[Items listed in a dataset]
* * * *

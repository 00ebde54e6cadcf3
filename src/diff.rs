//! # Diff Module
//!
//! Renders the change a header insertion would make, so check mode can show
//! it without touching the file.

use std::path::Path;

use owo_colors::{OwoColorize, Stream};
use similar::{ChangeTag, TextDiff};

use crate::header::Preview;

/// Builds a line diff between the original and updated content of `path`.
///
/// Content is decoded lossily; the diff is for display only.
pub fn render_diff(path: &Path, preview: &Preview) -> String {
  let original = String::from_utf8_lossy(&preview.original);
  let updated = String::from_utf8_lossy(&preview.updated);
  let diff = TextDiff::from_lines(original.as_ref(), updated.as_ref());

  let mut out = format!("Diff for {}:\n", path.display());
  for change in diff.iter_all_changes() {
    let sign = match change.tag() {
      ChangeTag::Delete => "-",
      ChangeTag::Insert => "+",
      ChangeTag::Equal => " ",
    };
    out.push_str(sign);
    out.push_str(change.value());
    if change.missing_newline() {
      out.push('\n');
    }
  }
  out
}

/// Prints the diff for `path` to stderr, coloring added and removed lines.
pub fn display_diff(path: &Path, preview: &Preview) {
  for line in render_diff(path, preview).lines() {
    if line.starts_with('+') {
      eprintln!("{}", line.if_supports_color(Stream::Stderr, |l| l.green()));
    } else if line.starts_with('-') {
      eprintln!("{}", line.if_supports_color(Stream::Stderr, |l| l.red()));
    } else {
      eprintln!("{}", line);
    }
  }
  eprintln!();
}
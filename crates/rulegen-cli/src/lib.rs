pub mod app;
pub mod cli;
pub mod config;
pub mod error;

* * * *

== Work to be completed ==
What is needed is an exact copy of every entry.

== Exercise answer ==
repository 00ebde54e6cadcf3
filename src/diff.rs
//! # Diff Module
//!
//! Renders the change a header insertion would make, so check mode can show
//! it without touching the file.

use std::path::Path;

use owo_colors::{OwoColorize, Stream};
use similar::{ChangeTag, TextDiff};

use crate::header::Preview;

/// Builds a line diff between the original and updated content of `path`.
///
/// Content is decoded lossily; the diff is for display only.
pub fn render_diff(path: &Path, preview: &Preview) -> String {
  let original = String::from_utf8_lossy(&preview.original);
  let updated = String::from_utf8_lossy(&preview.updated);
  let diff = TextDiff::from_lines(original.as_ref(), updated.as_ref());

  let mut out = format!("Diff for {}:\n", path.display());
  for change in diff.iter_all_changes() {
    let sign = match change.tag() {
      ChangeTag::Delete => "-",
      ChangeTag::Insert => "+",
      ChangeTag::Equal => " ",
    };
    out.push_str(sign);
    out.push_str(change.value());
    if change.missing_newline() {
      out.push('\n');
    }
  }
  out
}

/// Prints the diff for `path` to stderr, coloring added and removed lines.
pub fn display_diff(path: &Path, preview: &Preview) {
  for line in render_diff(path, preview).lines() {
    if line.starts_with('+') {
      eprintln!("{}", line.if_supports_color(Stream::Stderr, |l| l.green()));
    } else if line.starts_with('-') {
      eprintln!("{}", line.if_supports_color(Stream::Stderr, |l| l.red()));
    } else {
      eprintln!("{}", line);
    }
  }
  eprintln!();
}
filename crates/rulegen-cli/src/lib.rs
pub mod app;
pub mod cli;
pub mod config;
pub mod error;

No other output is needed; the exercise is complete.